**WORK INSTRUCTIONS:**
What lines of the data hold the string "const"? Pull each one out.

**DATASET RECORDS:**
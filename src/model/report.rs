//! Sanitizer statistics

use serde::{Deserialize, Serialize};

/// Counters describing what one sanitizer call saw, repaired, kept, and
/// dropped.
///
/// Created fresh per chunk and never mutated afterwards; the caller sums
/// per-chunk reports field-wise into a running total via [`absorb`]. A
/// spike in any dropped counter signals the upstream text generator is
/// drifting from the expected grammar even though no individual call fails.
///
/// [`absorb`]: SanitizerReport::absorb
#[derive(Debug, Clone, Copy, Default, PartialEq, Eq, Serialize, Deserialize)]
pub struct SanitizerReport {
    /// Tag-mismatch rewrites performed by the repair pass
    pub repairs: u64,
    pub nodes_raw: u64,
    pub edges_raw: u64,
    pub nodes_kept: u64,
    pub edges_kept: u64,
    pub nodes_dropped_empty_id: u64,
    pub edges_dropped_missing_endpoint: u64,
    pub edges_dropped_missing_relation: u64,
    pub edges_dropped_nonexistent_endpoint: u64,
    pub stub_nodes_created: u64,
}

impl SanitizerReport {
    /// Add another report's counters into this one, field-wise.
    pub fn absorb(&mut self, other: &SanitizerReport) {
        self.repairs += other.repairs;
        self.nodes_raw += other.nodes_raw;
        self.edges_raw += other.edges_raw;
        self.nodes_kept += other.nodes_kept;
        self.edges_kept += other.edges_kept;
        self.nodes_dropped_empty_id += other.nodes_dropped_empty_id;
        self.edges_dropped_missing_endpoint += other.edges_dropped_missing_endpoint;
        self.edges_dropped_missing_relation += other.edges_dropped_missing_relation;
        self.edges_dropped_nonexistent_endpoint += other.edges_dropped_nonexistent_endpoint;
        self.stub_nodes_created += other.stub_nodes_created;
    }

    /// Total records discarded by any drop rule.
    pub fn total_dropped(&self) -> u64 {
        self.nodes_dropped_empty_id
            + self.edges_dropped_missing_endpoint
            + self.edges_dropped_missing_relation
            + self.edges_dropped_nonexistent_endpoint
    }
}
---
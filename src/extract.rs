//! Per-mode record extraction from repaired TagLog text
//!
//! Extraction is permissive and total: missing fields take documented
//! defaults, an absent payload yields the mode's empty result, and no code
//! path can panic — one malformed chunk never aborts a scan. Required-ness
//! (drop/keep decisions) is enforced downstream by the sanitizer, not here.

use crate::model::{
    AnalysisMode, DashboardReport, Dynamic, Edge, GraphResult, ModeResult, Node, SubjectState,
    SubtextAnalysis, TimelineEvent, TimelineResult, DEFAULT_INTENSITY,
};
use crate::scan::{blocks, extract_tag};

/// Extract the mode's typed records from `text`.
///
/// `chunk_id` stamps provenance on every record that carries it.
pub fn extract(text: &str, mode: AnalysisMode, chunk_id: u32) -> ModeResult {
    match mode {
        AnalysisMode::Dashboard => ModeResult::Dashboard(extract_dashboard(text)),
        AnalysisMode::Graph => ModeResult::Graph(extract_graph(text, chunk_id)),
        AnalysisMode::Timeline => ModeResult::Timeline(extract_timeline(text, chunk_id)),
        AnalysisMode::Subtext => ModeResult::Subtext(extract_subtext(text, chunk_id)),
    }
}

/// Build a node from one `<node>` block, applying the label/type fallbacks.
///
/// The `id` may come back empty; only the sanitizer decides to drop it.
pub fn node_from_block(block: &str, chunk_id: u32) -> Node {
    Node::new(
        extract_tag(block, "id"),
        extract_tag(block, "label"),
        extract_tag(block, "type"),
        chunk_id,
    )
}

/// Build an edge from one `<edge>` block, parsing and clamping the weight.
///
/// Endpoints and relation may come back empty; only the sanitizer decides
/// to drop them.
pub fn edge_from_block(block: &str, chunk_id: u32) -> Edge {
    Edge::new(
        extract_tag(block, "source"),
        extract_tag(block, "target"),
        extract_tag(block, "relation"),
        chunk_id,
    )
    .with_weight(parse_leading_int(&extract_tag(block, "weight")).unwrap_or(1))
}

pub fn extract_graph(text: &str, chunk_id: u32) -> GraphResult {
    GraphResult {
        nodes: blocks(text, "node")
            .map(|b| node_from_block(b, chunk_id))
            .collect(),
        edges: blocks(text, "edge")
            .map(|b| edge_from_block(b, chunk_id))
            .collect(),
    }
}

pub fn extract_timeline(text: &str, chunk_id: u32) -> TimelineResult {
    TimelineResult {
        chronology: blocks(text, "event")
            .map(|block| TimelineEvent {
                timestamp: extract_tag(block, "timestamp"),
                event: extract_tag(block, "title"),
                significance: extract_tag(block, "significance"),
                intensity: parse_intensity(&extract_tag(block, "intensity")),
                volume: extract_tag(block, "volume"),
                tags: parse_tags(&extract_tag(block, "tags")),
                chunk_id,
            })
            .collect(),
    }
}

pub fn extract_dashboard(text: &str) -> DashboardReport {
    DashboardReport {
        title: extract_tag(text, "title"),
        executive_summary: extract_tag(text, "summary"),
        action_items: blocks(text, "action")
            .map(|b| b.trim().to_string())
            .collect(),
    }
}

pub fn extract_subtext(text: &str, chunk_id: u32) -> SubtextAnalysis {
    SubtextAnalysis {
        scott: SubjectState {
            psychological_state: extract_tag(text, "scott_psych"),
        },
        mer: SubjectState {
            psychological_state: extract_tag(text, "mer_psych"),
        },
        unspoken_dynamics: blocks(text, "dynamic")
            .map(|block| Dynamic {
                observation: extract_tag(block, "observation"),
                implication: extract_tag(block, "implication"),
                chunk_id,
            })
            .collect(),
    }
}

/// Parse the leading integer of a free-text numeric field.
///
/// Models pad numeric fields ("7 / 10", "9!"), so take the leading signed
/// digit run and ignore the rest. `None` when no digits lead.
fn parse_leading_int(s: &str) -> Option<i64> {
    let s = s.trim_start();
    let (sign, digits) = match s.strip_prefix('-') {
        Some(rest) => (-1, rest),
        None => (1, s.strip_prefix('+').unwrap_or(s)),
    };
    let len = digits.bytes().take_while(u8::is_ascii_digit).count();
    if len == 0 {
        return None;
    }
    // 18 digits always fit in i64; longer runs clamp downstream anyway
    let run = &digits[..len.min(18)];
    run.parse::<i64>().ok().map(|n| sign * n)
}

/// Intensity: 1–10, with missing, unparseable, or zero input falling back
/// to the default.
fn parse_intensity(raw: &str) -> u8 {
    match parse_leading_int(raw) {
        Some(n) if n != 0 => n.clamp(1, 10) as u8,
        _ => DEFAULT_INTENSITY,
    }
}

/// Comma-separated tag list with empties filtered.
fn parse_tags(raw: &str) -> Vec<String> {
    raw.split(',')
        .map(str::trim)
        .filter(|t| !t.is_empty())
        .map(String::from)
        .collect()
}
--
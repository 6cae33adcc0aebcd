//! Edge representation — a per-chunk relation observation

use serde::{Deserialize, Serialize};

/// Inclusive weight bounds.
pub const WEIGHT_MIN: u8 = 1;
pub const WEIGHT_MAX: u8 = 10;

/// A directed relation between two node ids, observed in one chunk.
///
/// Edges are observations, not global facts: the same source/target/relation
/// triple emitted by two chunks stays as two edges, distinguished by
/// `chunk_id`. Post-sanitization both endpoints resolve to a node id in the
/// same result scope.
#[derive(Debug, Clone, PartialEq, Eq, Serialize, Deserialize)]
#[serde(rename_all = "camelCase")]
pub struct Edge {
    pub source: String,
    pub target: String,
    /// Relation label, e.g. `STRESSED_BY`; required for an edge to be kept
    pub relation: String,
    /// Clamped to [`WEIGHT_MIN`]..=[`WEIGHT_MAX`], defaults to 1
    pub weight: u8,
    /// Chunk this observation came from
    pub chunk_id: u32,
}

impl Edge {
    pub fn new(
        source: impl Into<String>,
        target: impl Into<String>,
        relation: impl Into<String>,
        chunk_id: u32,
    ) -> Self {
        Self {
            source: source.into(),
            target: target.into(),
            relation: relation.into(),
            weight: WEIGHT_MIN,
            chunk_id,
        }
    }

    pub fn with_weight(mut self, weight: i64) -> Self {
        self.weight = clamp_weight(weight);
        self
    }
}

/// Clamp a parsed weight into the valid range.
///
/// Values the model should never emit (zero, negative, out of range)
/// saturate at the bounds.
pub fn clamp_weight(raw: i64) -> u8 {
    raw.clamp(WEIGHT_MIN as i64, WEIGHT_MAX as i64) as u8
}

**EXERCISE SOLUTION:**
pub const WEIGHT_MIN: u8 = 1;
pub const WEIGHT_MAX: u8 = 10;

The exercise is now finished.